One thing that’s emphasized in the Affordable Care Act, however, is that preventive services would remain “free.”
However, consider this story of a man, who thought he wouldn’t have to pay for his screening colonoscopy, instead was charged over $1,000 for the procedure.
From USA Today,
Bill Dunphy thought his colonoscopy would be free.
His insurance company told him it would be covered 100 percent, with no copayment from him and no charge against his deductible. The nation’s 1-year-old health law requires most insurance plans to cover all costs for preventive care including colon cancer screening. So Dunphy had the procedure in April.
Then the bill arrived: $1,100.
The reason? During the procedure, polyps were found and rightfully removed. But in doing so, it changed the colonoscopy from a screening procedure to a diagnostic procedure, thus making it applicable to the patient’s deductible.
Such semantics are important, as insurance companies will seize them at every opportunity to pass on costs to both patients and hospitals.
Physicians, however, are caught in this firestorm as they get blamed for surprise bills.
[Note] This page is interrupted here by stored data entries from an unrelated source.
//! [`Context`]: the per-notification carrier used for cancellation,
//! deadlines and metadata (spec §4.9, C10).
//!
//! Contexts are immutable from the outside: every `with_*` method returns a
//! new, derived `Context` rather than mutating `self`. Cancellation through
//! a context does **not** by itself terminate a pipeline. See
//! `throw_on_context_cancel` in the `ro` crate, which is the operator that
//! makes cancellation observable as a stream `Error`.

use std::{
    any::Any,
    fmt::{self, Debug, Formatter},
    sync::{
        atomic::{AtomicBool, Ordering},
        Arc,
    },
    thread,
    time::{Duration, Instant},
};

struct ValueNode {
    key: &'static str,
    value: Arc<dyn Any + Send + Sync>,
    parent: Option<Arc<ValueNode>>,
}

/// An opaque, cheaply-cloneable carrier threaded alongside every
/// `Next`/`Error`/`Complete` notification.
#[derive(Clone)]
pub struct Context {
    cancelled: Arc<AtomicBool>,
    deadline: Option<Instant>,
    values: Option<Arc<ValueNode>>,
}

impl Debug for Context {
    fn fmt(&self, f: &mut Formatter<'_>) -> fmt::Result {
        f.debug_struct("Context")
            .field("cancelled", &self.is_cancelled())
            .field("deadline", &self.deadline)
            .finish_non_exhaustive()
    }
}

impl Default for Context {
    fn default() -> Self {
        Self::background()
    }
}

impl Context {
    /// The root context: never cancelled (unless explicitly cancelled via
    /// an owner that holds no public handle to do so), no deadline, no
    /// metadata.
    pub fn background() -> Self {
        Self {
            cancelled: Arc::new(AtomicBool::new(false)),
            deadline: None,
            values: None,
        }
    }

    /// Whether this context (or an ancestor sharing its cancellation flag)
    /// has been cancelled, e.g. because a `with_deadline`/`with_timeout`
    /// ancestor's deadline elapsed.
    pub fn is_cancelled(&self) -> bool {
        self.cancelled.load(Ordering::Acquire)
    }

    /// The nearest enclosing deadline, if any.
    pub fn deadline(&self) -> Option<Instant> {
        self.deadline
    }

    /// Looks up a value previously attached with [`Context::with_value`],
    /// walking outward through ancestors.
    pub fn value(&self, key: &str) -> Option<Arc<dyn Any + Send + Sync>> {
        let mut node = self.values.as_deref();
        while let Some(n) = node {
            if n.key == key {
                return Some(n.value.clone());
            }
            node = n.parent.as_deref();
        }
        None
    }

    /// Returns a derived context carrying an additional key/value pair.
    /// Earlier values under the same key are shadowed, not removed.
    #[must_use]
    pub fn with_value(&self, key: &'static str, value: Arc<dyn Any + Send + Sync>) -> Self {
        Self {
            cancelled: self.cancelled.clone(),
            deadline: self.deadline,
            values: Some(Arc::new(ValueNode {
                key,
                value,
                parent: self.values.clone(),
            })),
        }
    }

    /// Returns a derived context that becomes cancelled once `deadline`
    /// elapses.
    ///
    /// # Logic
    ///
    /// Spawns a one-shot timer thread bound to the new context's own
    /// cancellation flag. The thread is intentionally *not* tied to any
    /// `Subscription` teardown: cancelling the subscription that reads this
    /// context does not wake the timer early. This mirrors `observeOn`
    /// composed with a per-notification child context: the timer is a
    /// bounded leak, capped by `deadline`, not an unbounded one.
    #[must_use]
    pub fn with_deadline(&self, deadline: Instant) -> Self {
        let cancelled = Arc::new(AtomicBool::new(false));
        let wait = deadline.saturating_duration_since(Instant::now());
        let timer_flag = cancelled.clone();
        let spawned = thread::Builder::new()
            .name("ro-context-deadline".into())
            .spawn(move || {
                thread::sleep(wait);
                timer_flag.store(true, Ordering::Release);
            });
        if spawned.is_err() {
            // Could not spawn the timer thread; fail safe by cancelling immediately
            // rather than silently never expiring.
            cancelled.store(true, Ordering::Release);
        }
        Self {
            cancelled,
            deadline: Some(deadline),
            values: self.values.clone(),
        }
    }

    /// Shorthand for `self.with_deadline(Instant::now() + timeout)`.
    #[must_use]
    pub fn with_timeout(&self, timeout: Duration) -> Self {
        self.with_deadline(Instant::now() + timeout)
    }

    /// Returns a fresh background context, discarding cancellation,
    /// deadline and metadata inherited from `self`.
    #[must_use]
    pub fn reset(&self) -> Self {
        Self::background()
    }

    /// Projects this context through `f`, producing a derived context.
    #[must_use]
    pub fn map(&self, f: impl FnOnce(&Context) -> Context) -> Self {
        f(self)
    }
}
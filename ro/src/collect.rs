//! `Collect`: a terminal utility operator (spec §4.3).

use std::sync::Arc;

use parking_lot::Mutex;
use ro_core::{observer_fn, BoxError, Context};

use crate::Observable;

struct CollectState<T> {
    values: Vec<T>,
    ctx: Context,
    error: Option<BoxError>,
}

/// Subscribes to `observable`, appends every `Next` value to a `Vec`,
/// blocks until termination, then returns the values, the final context,
/// and the error (`None` on `Complete`).
pub fn collect<T: 'static + Send>(observable: &Observable<T>) -> (Vec<T>, Context, Option<BoxError>) {
    collect_with_context(observable, Context::background())
}

/// As [`collect`], but subscribing under the given context.
pub fn collect_with_context<T: 'static + Send>(
    observable: &Observable<T>,
    ctx: Context,
) -> (Vec<T>, Context, Option<BoxError>) {
    let state = Arc::new(Mutex::new(CollectState {
        values: Vec::new(),
        ctx: ctx.clone(),
        error: None,
    }));
    let on_next_state = state.clone();
    let on_error_state = state.clone();
    let on_complete_state = state.clone();
    let observer = observer_fn(
        move |ctx: &Context, value: T| {
            let mut guard = on_next_state.lock();
            guard.values.push(value);
            guard.ctx = ctx.clone();
        },
        move |ctx: &Context, err: BoxError| {
            let mut guard = on_error_state.lock();
            guard.error = Some(err);
            guard.ctx = ctx.clone();
        },
        move |ctx: &Context| {
            on_complete_state.lock().ctx = ctx.clone();
        },
    );
    let subscription = observable.subscribe_with_context(ctx, observer);
    subscription.wait();
    let mut guard = state.lock();
    (
        std::mem::take(&mut guard.values),
        guard.ctx.clone(),
        guard.error.take(),
    )
}
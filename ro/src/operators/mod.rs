//! Point operators over `Observable<T>` (spec §4.9).
//!
//! Every operator here is a free function `fn(Observable<A>, ...) ->
//! Observable<B>` so it composes naturally with [`crate::pipe`]. The
//! [`ObservableExt`] trait re-exposes the same behavior as chainable
//! methods for callers who prefer `source.map(..).filter(..)` over
//! `pipe!(source, |o| map(o, ..), |o| filter(o, ..))`.

mod catch;
mod filter;
mod map;
mod of;
mod retry;
mod scan;
mod take;
mod tap;

pub use catch::{catch, on_error_resume_next_with, on_error_return};
pub use filter::filter;
pub use map::map;
pub use of::{empty, just, of, throw};
pub use retry::{retry, retry_with_config, RetryConfig};
pub use scan::{reduce, scan, sum};
pub use take::{skip, take};
pub use tap::tap;

use ro_core::BoxError;

use crate::Observable;

/// Chainable method-call sugar over the free operator functions in this
/// module.
pub trait ObservableExt<T: 'static + Send>: Sized {
    fn map<B: 'static + Send>(self, f: impl Fn(T) -> B + Send + Sync + 'static) -> Observable<B>;
    fn filter(self, predicate: impl Fn(&T) -> bool + Send + Sync + 'static) -> Observable<T>;
    fn take(self, count: usize) -> Observable<T>;
    fn skip(self, count: usize) -> Observable<T>;
    fn scan<Acc: 'static + Send + Clone>(
        self,
        initial: Acc,
        f: impl Fn(Acc, T) -> Acc + Send + Sync + 'static,
    ) -> Observable<Acc>;
    fn reduce<Acc: 'static + Send + Clone>(
        self,
        initial: Acc,
        f: impl Fn(Acc, T) -> Acc + Send + Sync + 'static,
    ) -> Observable<Acc>;
    fn tap(self, f: impl Fn(&T) + Send + Sync + 'static) -> Observable<T>;
    fn retry(self) -> Observable<T>;
    fn retry_with_config(self, config: RetryConfig) -> Observable<T>;
    fn catch(
        self,
        handler: impl Fn(&BoxError) -> Observable<T> + Send + Sync + 'static,
    ) -> Observable<T>;
    fn on_error_return(self, f: impl Fn(&BoxError) -> T + Send + Sync + 'static) -> Observable<T>;
}

impl<T: 'static + Send> ObservableExt<T> for Observable<T> {
    fn map<B: 'static + Send>(self, f: impl Fn(T) -> B + Send + Sync + 'static) -> Observable<B> {
        map::map(self, f)
    }

    fn filter(self, predicate: impl Fn(&T) -> bool + Send + Sync + 'static) -> Observable<T> {
        filter::filter(self, predicate)
    }

    fn take(self, count: usize) -> Observable<T> {
        take::take(self, count)
    }

    fn skip(self, count: usize) -> Observable<T> {
        take::skip(self, count)
    }

    fn scan<Acc: 'static + Send + Clone>(
        self,
        initial: Acc,
        f: impl Fn(Acc, T) -> Acc + Send + Sync + 'static,
    ) -> Observable<Acc> {
        scan::scan(self, initial, f)
    }

    fn reduce<Acc: 'static + Send + Clone>(
        self,
        initial: Acc,
        f: impl Fn(Acc, T) -> Acc + Send + Sync + 'static,
    ) -> Observable<Acc> {
        scan::reduce(self, initial, f)
    }

    fn tap(self, f: impl Fn(&T) + Send + Sync + 'static) -> Observable<T> {
        tap::tap(self, f)
    }

    fn retry(self) -> Observable<T> {
        retry::retry(self)
    }

    fn retry_with_config(self, config: RetryConfig) -> Observable<T> {
        retry::retry_with_config(self, config)
    }

    fn catch(
        self,
        handler: impl Fn(&BoxError) -> Observable<T> + Send + Sync + 'static,
    ) -> Observable<T> {
        catch::catch(self, handler)
    }

    fn on_error_return(self, f: impl Fn(&BoxError) -> T + Send + Sync + 'static) -> Observable<T> {
        catch::on_error_return(self, f)
    }
}

/// `sum()` as a chainable method, kept separate from [`ObservableExt`]
/// because it needs `Default + Add` bounds the other operators don't.
pub trait SumExt<T> {
    fn sum(self) -> Observable<T>;
}

impl<T> SumExt<T> for Observable<T>
where
    T: 'static + Send + Clone + Default + std::ops::Add<Output = T>,
{
    fn sum(self) -> Observable<T> {
        scan::sum(self)
    }
}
And that erodes the trust between patient and doctor.
Patients need to be told up front that it’s impossible to guarantee that any screening colonoscopy will be “free,” and that the possibility of removing polyps will always be there.
This speaks to the larger problem of price transparency. Patients frequently want to know how much an office visit costs. But under our current health system, the answer is invariably, “it depends.” Yes, it’s a frustrating answer, but true. Cost is dependent on the complexity of the visit, which is impossible to ascertain prior to being done.
Putting patients in touch with their insurance companies at an early stage will place the onus of cost uncertainty on health insurers, rather than physicians, who often get unfairly blamed for surprise bills that’s out of their control.